Although it may not look like it, a certain amount of thought went into the latest blog post on French-speaking literary prizewinners. Five French overseas and francophone prizes were added to the list of mainland French prizes that we usually feature:
- Comar d’Or: a Tunisian prize for Tunisian novels running since 1997. Each year, one novel written in French and one written in Arabic are selected.
- Grand Prix du Roman Métis: created in 2010 by the city of Saint-Denis in La Réunion (Indian Ocean island and a French overseas territory), it is awarded to a novel written in French that highlights values of diversity, exchange and humanism, and aims at strengthening links between francophone writers.
- Prix Carbet de la Caraïbe et du Tout-Monde: created in 1990, administered by l’Institut du Tout-Monde, it is given to an essay or work of fiction illustrating both the plurality and unity of the Caribbean and the Americas. Works selected are written in (or translated into) French or French Creole. The Institut du Tout-Monde was founded by Martinican writer Édouard Glissant, who first directed the prize.
- Prix des 5 continents de la Francophonie: created in 2001 by l’Organisation internationale de la Francophonie, the prize aims to highlight the cultural and editorial diversity of the French language around the world. The Organisation serves 88 countries; its foundations were laid in 1970 by the president of Senegal and poet Léopold Sédar Senghor, the president of Tunisia Habib Bourguiba, the president of Niger Hamani Diori and the king of Cambodia Norodom Sihanouk.
- Prix littéraire Fetkann! Maryse Condé, “Mémoire des Pays du Sud, Mémoire de l’Humanité”: created in 2001 by the Centre d’Information, Formation, Recherche et Développement pour les Originaires d’Outre-Mer (CIFORDOM), it is awarded to literary works highlighting republican principles and preserving the memory of countries of the Global South. It is open to writers of any country. The CIFORDOM was founded by Guadeloupean engineer, politician and activist José Pentoscrope to advocate for and support overseas citizens coming to the mainland.
Prizes are a good tool to help us determine which books have an impact on the literary scene of the language we collect on, and should therefore be part of our collections. We had first started looking for francophone and French overseas prizes in 2015 (see this blog post written by a less enlightened me), but we had not added them to the list of mainland French prizes that we collect each year, and had not been consistent in following them. As I was tasked with writing this year’s prizewinners blog post, I took it as a good opportunity to look again into my 2015 post and the research I had done for it. In the meantime, the enormous work done first of all by the students of this University to push us to decolonise our practices, and closer to me, by the Decolonising through critical librarianship group, had made me much more aware of issues I had previously not given much thought to. Amongst other things, I started thinking that keeping two separate prize lists created a hierarchy between books in French written by mainland French people and books in French written by everyone else, so I merged the two. I also examined in detail the list of francophone and overseas prizes I had collated in 2015 (the resulting blog post only presented a few of them), checking where they were based and who gave them in order to decide which ones to follow regularly. I especially tried to avoid those that reinforced “gatekeeping”, a concept I have become acquainted with in the steep learning curve I have been on in the past few years, and which describes the process by which a small group of powerful people gets to decide what constitutes good knowledge, or good literature. In the present case, I found that some prizes I had come across in my 2015 research sought to reward francophone literature from around the world but still had a jury of mainly French, mainly white people, so I didn’t keep them.
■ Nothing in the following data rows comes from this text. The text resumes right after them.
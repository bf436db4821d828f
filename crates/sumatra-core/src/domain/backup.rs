//! Backup records and backup file naming.
//!
//! A [`BackupRecord`] pairs the file name of a settings snapshot with the
//! moment it was taken.  On disk each record is a single-key JSON object:
//!
//! ```json
//! { "SumatraPDF-settings_backup.txt": "2024-03-01 21:14:05" }
//! ```
//!
//! The custom `Serialize`/`Deserialize` impls below produce and accept exactly
//! that shape, so existing ledgers written by earlier versions of the tool
//! keep loading.

use std::fmt;

use serde::de::{self, MapAccess, Visitor};
use serde::ser::SerializeMap;
use serde::{Deserialize, Deserializer, Serialize, Serializer};

/// Marker inserted before the extension of a snapshot's file name.
pub const DEFAULT_BACKUP_SUFFIX: &str = "_backup";

/// One snapshot of the settings file.
///
/// Identity is the file name; records are never edited, only created and
/// removed.
#[derive(Debug, Clone, PartialEq, Eq, Hash)]
pub struct BackupRecord {
    /// File name only (no directory), relative to the settings folder.
    pub file_name: String,
    /// Creation time, already formatted for display.
    pub created_at: String,
}

impl BackupRecord {
    pub fn new(file_name: impl Into<String>, created_at: impl Into<String>) -> Self {
        Self {
            file_name: file_name.into(),
            created_at: created_at.into(),
        }
    }
}

impl fmt::Display for BackupRecord {
    fn fmt(&self, f: &mut fmt::Formatter<'_>) -> fmt::Result {
        write!(f, "{} {}", self.file_name, self.created_at)
    }
}

impl Serialize for BackupRecord {
    fn serialize<S: Serializer>(&self, serializer: S) -> Result<S::Ok, S::Error> {
        let mut map = serializer.serialize_map(Some(1))?;
        map.serialize_entry(&self.file_name, &self.created_at)?;
        map.end()
    }
}

impl<'de> Deserialize<'de> for BackupRecord {
    fn deserialize<D: Deserializer<'de>>(deserializer: D) -> Result<Self, D::Error> {
        struct RecordVisitor;

        impl<'de> Visitor<'de> for RecordVisitor {
            type Value = BackupRecord;

            fn expecting(&self, f: &mut fmt::Formatter<'_>) -> fmt::Result {
                f.write_str("a single-entry map of backup file name to timestamp")
            }

            fn visit_map<A: MapAccess<'de>>(self, mut access: A) -> Result<Self::Value, A::Error> {
                let (file_name, created_at) = access
                    .next_entry::<String, String>()?
                    .ok_or_else(|| de::Error::invalid_length(0, &self))?;
                if access.next_key::<de::IgnoredAny>()?.is_some() {
                    return Err(de::Error::custom(
                        "backup record must contain exactly one entry",
                    ));
                }
                Ok(BackupRecord {
                    file_name,
                    created_at,
                })
            }
        }

        deserializer.deserialize_map(RecordVisitor)
    }
}

/// Builds the snapshot file name for `file_name` using `suffix`.
///
/// `attempt == 0` gives the plain form (`settings_backup.txt`); later attempts
/// append a counter (`settings_backup_1.txt`, `settings_backup_2.txt`, ...) so
/// callers can walk forward until they find a name that is not yet taken.
/// Files without an extension get the suffix at the end.
pub fn backup_file_name(file_name: &str, suffix: &str, attempt: usize) -> String {
    let (stem, ext) = match file_name.rfind('.') {
        // A leading dot marks a hidden file, not an extension.
        Some(idx) if idx > 0 => (&file_name[..idx], &file_name[idx..]),
        _ => (file_name, ""),
    };
    if attempt == 0 {
        format!("{stem}{suffix}{ext}")
    } else {
        format!("{stem}{suffix}_{attempt}{ext}")
    }
}

// ── Tests ─────────────────────────────────────────────────────────────────────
This is still a work in progress, and there are a lot of other questions I’m asking myself, such as: should I be looking in more detail into individual francophone countries? If I’m adding francophone prizes on one side should I not also remove some mainland French prizes on the other? And in that case what should the balance be? And do literary prizes even make sense in other contexts anyway? Could it be just a Western thing? But I also have to wonder whether more research into this would be a good use of my time; it is worth pointing out here that looking at prizes is just one of the many methods we use to determine which works of literature we should collect, by no means the only one. With this post, I wanted to show that we can look at even the smallest aspects of our acquisition work with a more critical approach.
Anne-Laure Lacour
Excellent post Anne-Laure
An excellent initiative, thank you.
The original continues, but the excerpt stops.